• **Material supplied**:
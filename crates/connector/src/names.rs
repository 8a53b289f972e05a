//! Name conventions for upstream logins.

use std::sync::LazyLock;

use regex::Regex;

static DISALLOWED: LazyLock<Regex> = LazyLock::new(|| {
    Regex::new(r"[^a-z0-9\-.+]+").expect("DISALLOWED is a valid regex pattern")
});

/// Lowercase, turn spaces into `-` and drop anything outside `[a-z0-9-.+]`.
pub fn clean_resource_name(name: &str) -> String {
    let lowered = name.replace(' ', "-").to_lowercase();
    DISALLOWED.replace_all(&lowered, "").into_owned()
}

/// Split a login at its first `-` into (first, last) name.
pub fn split_dash_separated_name(name: &str) -> (&str, &str) {
    match name.split_once('-') {
        Some((first, last)) => (first, last),
        None => (name, ""),
    }
}
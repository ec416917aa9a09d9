//! # Search Sync Repository
//!
//! This crate provides the collaborator traits the search sync subsystem is
//! written against, together with their implementations: OpenSearch for the
//! search engine, PostgreSQL for the durable stores, and in-memory stores for
//! tests and single-process deployments.

pub mod errors;
pub mod interfaces;
pub mod memory;
pub mod opensearch;
pub mod postgres;
pub mod types;

pub use errors::{SearchIndexError, StoreError};
pub use interfaces::{
    ControlState, MigrationTracker, QueueStore, RecordStore, ReindexingRepository,
    ScoredMember, SearchEngineClient,
};
pub use memory::{
    InMemoryControlState, InMemoryQueueStore, InMemoryRecordStore, InMemoryReindexingRepository,
    StaticMigrationTracker,
};
pub use opensearch::{IndexLayout, OpenSearchClient};
pub use postgres::{
    run_migrations, PostgresControlState, PostgresMigrationTracker, PostgresQueueStore,
    PostgresRecordStore, PostgresReindexingRepository,
};
pub use types::{
    AliasSwitch, BulkItemResult, BulkOperation, BulkResponse, IndexSettings, ReindexCounts,
    TaskStatus,
};
//! Index naming and settings for index generations.
//!
//! Every alias points at one concrete index (a "generation"). Reindexing
//! creates the next generation with settings tuned for bulk loading and
//! restores steady-state settings once the copy has been verified.

use chrono::{DateTime, Utc};
use serde_json::{json, Value};
use std::collections::BTreeMap;

use search_sync_shared::SourceType;

use crate::types::IndexSettings;

/// Default alias of the main index.
pub const DEFAULT_MAIN_ALIAS: &str = "search-sync";

/// Which alias each entity type is written to.
///
/// Most types live in the main index; "standalone" types get an index of
/// their own so they can be tuned and migrated separately.
#[derive(Debug, Clone, PartialEq, Eq)]
pub struct IndexLayout {
    /// Alias of the main index.
    pub main_alias: String,
    /// Aliases of standalone indices, by entity type.
    pub standalone: BTreeMap<SourceType, String>,
}

impl Default for IndexLayout {
    fn default() -> Self {
        Self::new(DEFAULT_MAIN_ALIAS)
    }
}

impl IndexLayout {
    /// Create a layout where every type lives in the main index.
    pub fn new(main_alias: impl Into<String>) -> Self {
        Self {
            main_alias: main_alias.into(),
            standalone: BTreeMap::new(),
        }
    }

    /// Give `source_type` its own index behind `alias`.
    pub fn with_standalone(mut self, source_type: SourceType, alias: impl Into<String>) -> Self {
        self.standalone.insert(source_type, alias.into());
        self
    }

    /// Alias that documents of `source_type` are written to.
    pub fn alias_for(&self, source_type: SourceType) -> &str {
        self.standalone
            .get(&source_type)
            .map(String::as_str)
            .unwrap_or(&self.main_alias)
    }

    /// The main alias followed by every standalone alias, without duplicates.
    pub fn all_aliases(&self) -> Vec<String> {
        let mut aliases = vec![self.main_alias.clone()];
        for alias in self.standalone.values() {
            if !aliases.contains(alias) {
                aliases.push(alias.clone());
            }
        }
        aliases
    }
}

/// Name of the index generation created by a reindexing task.
///
/// # Example
///
/// ```
/// use chrono::{TimeZone, Utc};
/// use search_sync_repository::opensearch::target_index_name;
///
/// let at = Utc.with_ymd_and_hms(2026, 3, 9, 14, 5, 0).unwrap();
/// assert_eq!(target_index_name("search-sync", 12, at), "search-sync-reindex-12-20260309-1405");
/// ```
pub fn target_index_name(alias: &str, task_id: i64, at: DateTime<Utc>) -> String {
    format!("{}-reindex-{}-{}", alias, task_id, at.format("%Y%m%d-%H%M"))
}

/// Creation body for a new generation: source mappings, source shard count,
/// and settings that favor bulk loading.
pub fn bulk_load_index_body(source: &IndexSettings, mappings: &Value) -> Value {
    json!({
        "settings": {
            "index": {
                "number_of_shards": source.number_of_shards,
                "number_of_replicas": 0,
                "refresh_interval": "-1",
                "translog": { "durability": "async" }
            }
        },
        "mappings": mappings
    })
}

/// Settings to apply to a verified generation before it goes live.
///
/// Replicas and a custom refresh interval are carried over from the source
/// index; without a custom interval the engine default is restored.
pub fn steady_state_settings(source: &IndexSettings) -> Value {
    json!({
        "number_of_replicas": source.number_of_replicas,
        "refresh_interval": source.refresh_interval,
        "translog": { "durability": "request" }
    })
}

#[cfg(test)]
mod tests {
    use super::*;
    use chrono::TimeZone;

    fn source_settings(refresh_interval: Option<&str>) -> IndexSettings {
        IndexSettings {
            number_of_shards: 5,
            number_of_replicas: 2,
            refresh_interval: refresh_interval.map(str::to_string),
        }
    }

    #[test]
    fn test_alias_for() {
        let layout = IndexLayout::new("main").with_standalone(SourceType::Issue, "main-issues");

        assert_eq!(layout.alias_for(SourceType::Issue), "main-issues");
        assert_eq!(layout.alias_for(SourceType::Project), "main");
        assert_eq!(layout.all_aliases(), vec!["main", "main-issues"]);
    }

    #[test]
    fn test_all_aliases_deduplicates() {
        let layout = IndexLayout::new("main")
            .with_standalone(SourceType::Issue, "shared")
            .with_standalone(SourceType::Note, "shared");
        assert_eq!(layout.all_aliases(), vec!["main", "shared"]);
    }

    #[test]
    fn test_target_index_name() {
        let at = Utc.with_ymd_and_hms(2026, 10, 18, 9, 30, 0).unwrap();
        assert_eq!(
            target_index_name("main-issues", 3, at),
            "main-issues-reindex-3-20261018-0930"
        );
    }

    #[test]
    fn test_bulk_load_body() {
        let body = bulk_load_index_body(&source_settings(None), &json!({"properties": {}}));

        assert_eq!(body["settings"]["index"]["number_of_shards"], 5);
        assert_eq!(body["settings"]["index"]["number_of_replicas"], 0);
        assert_eq!(body["settings"]["index"]["refresh_interval"], "-1");
        assert_eq!(body["settings"]["index"]["translog"]["durability"], "async");
        assert!(body["mappings"]["properties"].is_object());
    }

    #[test]
    fn test_steady_state_settings() {
        let custom = steady_state_settings(&source_settings(Some("30s")));
        assert_eq!(custom["number_of_replicas"], 2);
        assert_eq!(custom["refresh_interval"], "30s");
        assert_eq!(custom["translog"]["durability"], "request");

        let default = steady_state_settings(&source_settings(None));
        assert!(default["refresh_interval"].is_null());
    }
}
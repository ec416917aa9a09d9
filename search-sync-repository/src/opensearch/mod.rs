//! OpenSearch implementation of the search engine client.
//!
//! This module provides a concrete implementation of `SearchEngineClient`
//! using OpenSearch as the backend, plus the index naming and settings rules
//! shared by every backend.

mod client;
mod index_config;

pub use client::OpenSearchClient;
pub use index_config::{
    bulk_load_index_body, steady_state_settings, target_index_name, IndexLayout,
    DEFAULT_MAIN_ALIAS,
};
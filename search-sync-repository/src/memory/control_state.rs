//! In-memory indexing switches.

use async_trait::async_trait;
use std::sync::atomic::{AtomicBool, Ordering};

use crate::errors::StoreError;
use crate::interfaces::ControlState;

/// Pause flag held in an atomic.
#[derive(Debug, Default)]
pub struct InMemoryControlState {
    paused: AtomicBool,
}

impl InMemoryControlState {
    pub fn new(paused: bool) -> Self {
        Self {
            paused: AtomicBool::new(paused),
        }
    }
}

#[async_trait]
impl ControlState for InMemoryControlState {
    async fn pause_indexing(&self) -> Result<bool, StoreError> {
        Ok(self.paused.load(Ordering::SeqCst))
    }

    async fn set_pause_indexing(&self, paused: bool) -> Result<(), StoreError> {
        self.paused.store(paused, Ordering::SeqCst);
        Ok(())
    }
}
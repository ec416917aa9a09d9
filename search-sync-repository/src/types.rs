//! Request and response types for search engine operations.

use serde::{Deserialize, Serialize};
use serde_json::{json, Value};

/// One operation of a bulk request.
#[derive(Debug, Clone, PartialEq)]
pub enum BulkOperation {
    /// Create or overwrite a document.
    Index {
        index: String,
        id: String,
        routing: Option<String>,
        document: Value,
    },
    /// Remove a document. Deleting a missing document is not an error.
    Delete {
        index: String,
        id: String,
        routing: Option<String>,
    },
}

impl BulkOperation {
    /// The NDJSON lines this operation contributes to a bulk body.
    pub fn lines(&self) -> Vec<Value> {
        match self {
            BulkOperation::Index {
                index,
                id,
                routing,
                document,
            } => vec![
                json!({ "index": Self::metadata(index, id, routing) }),
                document.clone(),
            ],
            BulkOperation::Delete { index, id, routing } => {
                vec![json!({ "delete": Self::metadata(index, id, routing) })]
            }
        }
    }

    /// Serialized size in bytes, newline terminators included.
    pub fn byte_size(&self) -> usize {
        self.lines()
            .iter()
            .map(|line| line.to_string().len() + 1)
            .sum()
    }

    pub fn id(&self) -> &str {
        match self {
            BulkOperation::Index { id, .. } | BulkOperation::Delete { id, .. } => id,
        }
    }

    fn metadata(index: &str, id: &str, routing: &Option<String>) -> Value {
        let mut meta = json!({ "_index": index, "_id": id });
        if let Some(routing) = routing {
            meta["routing"] = json!(routing);
        }
        meta
    }
}

/// Outcome of one item of a bulk request.
#[derive(Debug, Clone, PartialEq, Eq)]
pub struct BulkItemResult {
    pub status: u16,
    pub error: Option<String>,
}

impl BulkItemResult {
    pub fn ok(status: u16) -> Self {
        Self {
            status,
            error: None,
        }
    }

    pub fn failed(status: u16, error: impl Into<String>) -> Self {
        Self {
            status,
            error: Some(error.into()),
        }
    }

    pub fn is_error(&self) -> bool {
        self.error.is_some()
    }
}

/// Parsed bulk response; `items` are in request order.
#[derive(Debug, Clone, PartialEq, Eq, Default)]
pub struct BulkResponse {
    pub errors: bool,
    pub items: Vec<BulkItemResult>,
}

impl BulkResponse {
    /// Parse the engine's JSON bulk response.
    ///
    /// Each item is keyed by its action (`index`, `update`, `create`,
    /// `delete`). A `delete` answered with 404 carries no `error` object and
    /// is reported as success.
    pub fn from_json(body: &Value) -> Self {
        let errors = body["errors"].as_bool().unwrap_or(false);
        let items = body["items"]
            .as_array()
            .map(|items| {
                items
                    .iter()
                    .map(|item| {
                        let op = ["index", "update", "create", "delete"]
                            .iter()
                            .find_map(|key| item.get(*key));
                        match op {
                            Some(op) => {
                                let status = op["status"].as_u64().unwrap_or(0) as u16;
                                match op.get("error") {
                                    Some(error) if !error.is_null() => {
                                        let reason = error["reason"]
                                            .as_str()
                                            .map(str::to_string)
                                            .unwrap_or_else(|| error.to_string());
                                        BulkItemResult::failed(status, reason)
                                    }
                                    _ => BulkItemResult::ok(status),
                                }
                            }
                            None => BulkItemResult::failed(0, "missing operation in bulk item"),
                        }
                    })
                    .collect()
            })
            .unwrap_or_default();

        Self { errors, items }
    }
}

/// Counters reported by a finished reindex task.
#[derive(Debug, Clone, Copy, PartialEq, Eq, Default, Serialize, Deserialize)]
pub struct ReindexCounts {
    pub total: i64,
    pub created: i64,
    pub updated: i64,
    pub deleted: i64,
}

impl ReindexCounts {
    /// Every source document was accounted for.
    pub fn is_consistent(&self) -> bool {
        self.created + self.updated + self.deleted == self.total
    }
}

/// Status of an engine task as reported by the tasks API.
#[derive(Debug, Clone, PartialEq, Eq, Default)]
pub struct TaskStatus {
    pub completed: bool,
    pub counts: ReindexCounts,
    /// Error type reported by the engine, if any.
    pub error: Option<String>,
}

impl TaskStatus {
    /// Parse a tasks API response.
    pub fn from_json(body: &Value) -> Self {
        let response = &body["response"];
        let counts = ReindexCounts {
            total: response["total"].as_i64().unwrap_or(0),
            created: response["created"].as_i64().unwrap_or(0),
            updated: response["updated"].as_i64().unwrap_or(0),
            deleted: response["deleted"].as_i64().unwrap_or(0),
        };
        let error = body
            .get("error")
            .filter(|e| !e.is_null())
            .map(|e| {
                e["type"]
                    .as_str()
                    .map(str::to_string)
                    .unwrap_or_else(|| e.to_string())
            })
            .or_else(|| {
                response["failures"]
                    .as_array()
                    .filter(|f| !f.is_empty())
                    .map(|f| Value::Array(f.clone()).to_string())
            });

        Self {
            completed: body["completed"].as_bool().unwrap_or(false),
            counts,
            error,
        }
    }
}

/// The index settings reindexing needs to copy or restore.
#[derive(Debug, Clone, PartialEq, Eq)]
pub struct IndexSettings {
    pub number_of_shards: i32,
    pub number_of_replicas: i32,
    /// Custom refresh interval, `None` when the engine default is used.
    pub refresh_interval: Option<String>,
}

/// Parameters for an atomic alias switch.
#[derive(Debug, Clone, PartialEq, Eq)]
pub struct AliasSwitch {
    pub from: String,
    pub to: String,
    pub alias_name: String,
}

• **What the exercise asks**:
State how many lines in the records contain the string "deleted". Give the number with no words around it.

• **Answer space**:
3